[Saved data entries]
-- Opening Marker --

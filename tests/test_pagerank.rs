/*
 * SPDX-FileCopyrightText: 2026 The pagerank-pools authors
 *
 * SPDX-License-Identifier: Apache-2.0 OR LGPL-2.1-or-later
 */

use anyhow::Result;
use dsi_progress_logger::prelude::*;
use pagerank_pools::prelude::*;

type Solve = Box<dyn Fn(&DualGraph, usize) -> pagerank_pools::Result<Box<[f32]>>>;

/// Returns all variants, with the given number of threads and granularity
/// for the parallel ones, as closures computing a rank vector.
fn solvers(num_threads: usize, granularity: Granularity) -> Vec<(&'static str, Solve)> {
    let serial = SerialPageRank::new();
    let single_pass = SinglePassPageRank::new();
    let mut task_queue = TaskQueuePageRank::new();
    task_queue.num_threads(num_threads).granularity(granularity);
    let mut barrier = BarrierPageRank::new();
    barrier.num_threads(num_threads);

    let mut result: Vec<(&'static str, Solve)> = Vec::new();
    result.push((
        "serial",
        Box::new(move |g: &DualGraph, i: usize| serial.solve(g, i)),
    ));
    result.push((
        "single-pass",
        Box::new(move |g: &DualGraph, i: usize| single_pass.solve(g, i)),
    ));
    result.push((
        "task-queue",
        Box::new(move |g: &DualGraph, i: usize| task_queue.solve(g, i)),
    ));
    result.push((
        "barrier",
        Box::new(move |g: &DualGraph, i: usize| barrier.solve(g, i)),
    ));
    result
}

fn cycle(n: usize) -> DualGraph {
    DualGraph::from_arcs(n, (0..n).map(|i| (i, (i + 1) % n)))
}

#[test]
fn test_four_nodes_one_iteration() -> Result<()> {
    let g = DualGraph::from_arcs(4, [(0, 1), (1, 2), (2, 0)]);
    let expected = [0.303125, 0.303125, 0.303125, 0.090625];
    for (name, solve) in solvers(2, Granularity::Nodes(1)) {
        let rank = solve(&g, 1)?;
        assert!(
            l_inf_distance(&rank, &expected) < 1E-6,
            "{name}: {rank:?} != {expected:?}"
        );
    }
    Ok(())
}

#[test]
fn test_zero_iterations() -> Result<()> {
    let g = ErdosRenyi::with_expected_arcs(100, 300, 0).generate();
    for (name, solve) in solvers(4, Granularity::default()) {
        let rank = solve(&g, 0)?;
        assert_eq!(rank.len(), 100);
        assert!(rank.iter().all(|&r| r == (1.0 / 100.0f64) as f32), "{name}");
    }
    Ok(())
}

#[test]
fn test_empty() -> Result<()> {
    let g = DualGraph::empty(0);
    for (name, solve) in solvers(3, Granularity::default()) {
        assert!(solve(&g, 10)?.is_empty(), "{name}");
    }
    Ok(())
}

#[test]
fn test_no_arcs() -> Result<()> {
    // Every node is dangling, so the rank stays uniform
    let g = DualGraph::empty(10);
    for (name, solve) in solvers(3, Granularity::Nodes(3)) {
        let rank = solve(&g, 20)?;
        assert!(l_inf_distance(&rank, &[0.1; 10]) < 1E-6, "{name}: {rank:?}");
    }
    Ok(())
}

#[test]
fn test_cycle_stays_uniform() -> Result<()> {
    let g = cycle(10);
    for (name, solve) in solvers(4, Granularity::Nodes(2)) {
        let rank = solve(&g, 50)?;
        assert!(l_inf_distance(&rank, &[0.1; 10]) < 1E-6, "{name}: {rank:?}");
    }
    Ok(())
}

#[test]
fn test_star() -> Result<()> {
    // All leaves point to the center, which points to nothing
    let n = 11;
    let g = DualGraph::from_arcs(n, (1..n).map(|i| (i, 0)));
    let rank = SinglePassPageRank::new().solve(&g, 100)?;
    let (center, leaf) = (rank[0] as f64, rank[1] as f64);
    assert!(rank[1..].iter().all(|&r| r == rank[1]));
    assert!(center > leaf);
    // A leaf only gets the random jump and its share of the center's rank
    let d = DEFAULT_DAMPING;
    assert!((leaf - (d / n as f64 + (1.0 - d) * center / n as f64)).abs() < 1E-6);
    assert!((center + (n - 1) as f64 * leaf - 1.0).abs() < 1E-5);
    Ok(())
}

#[test]
fn test_mass_conservation() -> Result<()> {
    let g = ErdosRenyi::with_expected_arcs(1000, 3000, 1).generate();
    assert!(g.num_dangling() > 0);
    for (name, solve) in solvers(4, Granularity::default()) {
        if name == "serial" {
            continue;
        }
        for iterations in [1, 10, 100] {
            let rank = solve(&g, iterations)?;
            let sum = rank.iter().map(|&r| r as f64).sum::<f64>();
            assert!((sum - 1.0).abs() < 1E-4, "{name}, {iterations}: {sum}");
            assert!(rank.iter().all(|&r| r > 0.0));
        }
    }
    Ok(())
}

#[test]
fn test_damping_one() -> Result<()> {
    let g = ErdosRenyi::with_expected_arcs(50, 200, 2).generate();
    let mut solver = TaskQueuePageRank::new();
    solver.damping(1.0).num_threads(3);
    let rank = solver.solve(&g, 5)?;
    assert!(rank.iter().all(|&r| r == (1.0 / 50.0f64) as f32));
    Ok(())
}

#[test]
fn test_serial_equivalence() -> Result<()> {
    let g = ErdosRenyi::with_expected_arcs(300, 1500, 3).generate();
    let serial = SerialPageRank::new().solve(&g, 20)?;
    for (name, solve) in solvers(4, Granularity::Nodes(16)) {
        let rank = solve(&g, 20)?;
        assert!(
            first_mismatch(&serial, &rank, 1E-4).is_none(),
            "{name}: ℓ∞ distance {}",
            l_inf_distance(&serial, &rank)
        );
    }
    Ok(())
}

#[test]
fn test_parallel_equivalence() -> Result<()> {
    for g in [
        ErdosRenyi::with_expected_arcs(1000, 5000, 4).generate(),
        // Duplicate arcs
        UniformArcs::new(1000, 20000, 5).generate(),
    ] {
        let reference = SinglePassPageRank::new().solve(&g, 15)?;
        for num_threads in [1, 2, 3, 8] {
            for granularity in [
                Granularity::Nodes(1),
                Granularity::Nodes(16),
                Granularity::Nodes(160),
                Granularity::Nodes(999),
                Granularity::Nodes(5000),
                Granularity::Arcs(100),
            ] {
                for (name, solve) in solvers(num_threads, granularity) {
                    if name == "serial" {
                        continue;
                    }
                    let rank = solve(&g, 15)?;
                    assert_eq!(
                        first_mismatch(&reference, &rank, 0.0),
                        None,
                        "{name} with {num_threads} threads and {granularity}"
                    );
                }
            }
        }
    }
    Ok(())
}

#[test]
fn test_loops() -> Result<()> {
    let mut g = cycle(20);
    g.add_arcs([(0, 0), (5, 5), (7, 3), (7, 3)]);
    let reference = SinglePassPageRank::new().solve(&g, 10)?;
    for (name, solve) in solvers(3, Granularity::Nodes(4)) {
        if name == "serial" {
            continue;
        }
        assert_eq!(solve(&g, 10)?, reference, "{name}");
    }
    Ok(())
}

#[test]
fn test_more_threads_than_nodes() -> Result<()> {
    let g = DualGraph::from_arcs(3, [(0, 1), (1, 2)]);
    let reference = SinglePassPageRank::new().solve(&g, 10)?;
    for (name, solve) in solvers(16, Granularity::Nodes(1)) {
        if name == "serial" {
            continue;
        }
        assert_eq!(solve(&g, 10)?, reference, "{name}");
    }
    Ok(())
}

#[test]
fn test_repeated_runs() -> Result<()> {
    let g = UniformArcs::new(2000, 10000, 6).generate();
    let reference = SinglePassPageRank::new().solve(&g, 5)?;
    let mut task_queue = TaskQueuePageRank::new();
    task_queue.num_threads(4).granularity(Granularity::Nodes(32));
    let mut barrier = BarrierPageRank::new();
    barrier.num_threads(4);
    for _ in 0..100 {
        assert_eq!(task_queue.solve(&g, 5)?, reference);
        assert_eq!(barrier.solve(&g, 5)?, reference);
    }
    Ok(())
}

#[test]
fn test_solve_with_logging() -> Result<()> {
    let _ = env_logger::builder().is_test(true).try_init();
    let g = ErdosRenyi::with_expected_arcs(100, 500, 7).generate();
    let mut pl = ProgressLogger::default();
    let mut solver = BarrierPageRank::new();
    solver.num_threads(2);
    let rank = solver.solve_with_logging(&g, 3, &mut pl)?;
    assert_eq!(rank, SinglePassPageRank::new().solve(&g, 3)?);
    Ok(())
}

#[test]
fn test_names() {
    let names = solvers(1, Granularity::default())
        .into_iter()
        .map(|(name, _)| name)
        .collect::<Vec<_>>();
    let variants = Variant::ALL.map(|v| v.to_string());
    assert_eq!(names, variants);
    assert_eq!(SerialPageRank::new().name(), "serial");
    assert_eq!(SinglePassPageRank::new().name(), "single-pass");
    assert_eq!(TaskQueuePageRank::new().name(), "task-queue");
    assert_eq!(BarrierPageRank::new().name(), "barrier");
}

#[test]
#[should_panic(expected = "The damping factor must be in")]
fn test_invalid_damping() {
    SinglePassPageRank::new().damping(1.5);
}

#[test]
#[should_panic(expected = "The number of threads must be positive")]
fn test_zero_threads() {
    BarrierPageRank::new().num_threads(0);
}

#[cfg_attr(feature = "slow_tests", test)]
#[cfg_attr(not(feature = "slow_tests"), allow(dead_code))]
fn test_large() -> Result<()> {
    let g = UniformArcs::new(200_000, 2_000_000, 8).generate();
    let reference = SinglePassPageRank::new().solve(&g, 30)?;
    for num_threads in [2, 4, 8, 16] {
        let mut task_queue = TaskQueuePageRank::new();
        task_queue.num_threads(num_threads);
        assert_eq!(task_queue.solve(&g, 30)?, reference);
        let mut barrier = BarrierPageRank::new();
        barrier.num_threads(num_threads);
        assert_eq!(barrier.solve(&g, 30)?, reference);
    }
    let sum = reference.iter().map(|&r| r as f64).sum::<f64>();
    assert!((sum - 1.0).abs() < 1E-3);
    Ok(())
}

#[cfg_attr(feature = "slow_tests", test)]
#[cfg_attr(not(feature = "slow_tests"), allow(dead_code))]
fn test_large_serial() -> Result<()> {
    let g = ErdosRenyi::with_expected_arcs(3000, 30000, 9).generate();
    let serial = SerialPageRank::new().solve(&g, 10)?;
    let reference = SinglePassPageRank::new().solve(&g, 10)?;
    assert!(first_mismatch(&serial, &reference, 1E-4).is_none());
    Ok(())
}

-- Closing Marker --

PROBLEM DESCRIPTION
Count how many lines of the entries include the string "DualGraph". The number is the entire answer.

EXERCISE SOLUTION
12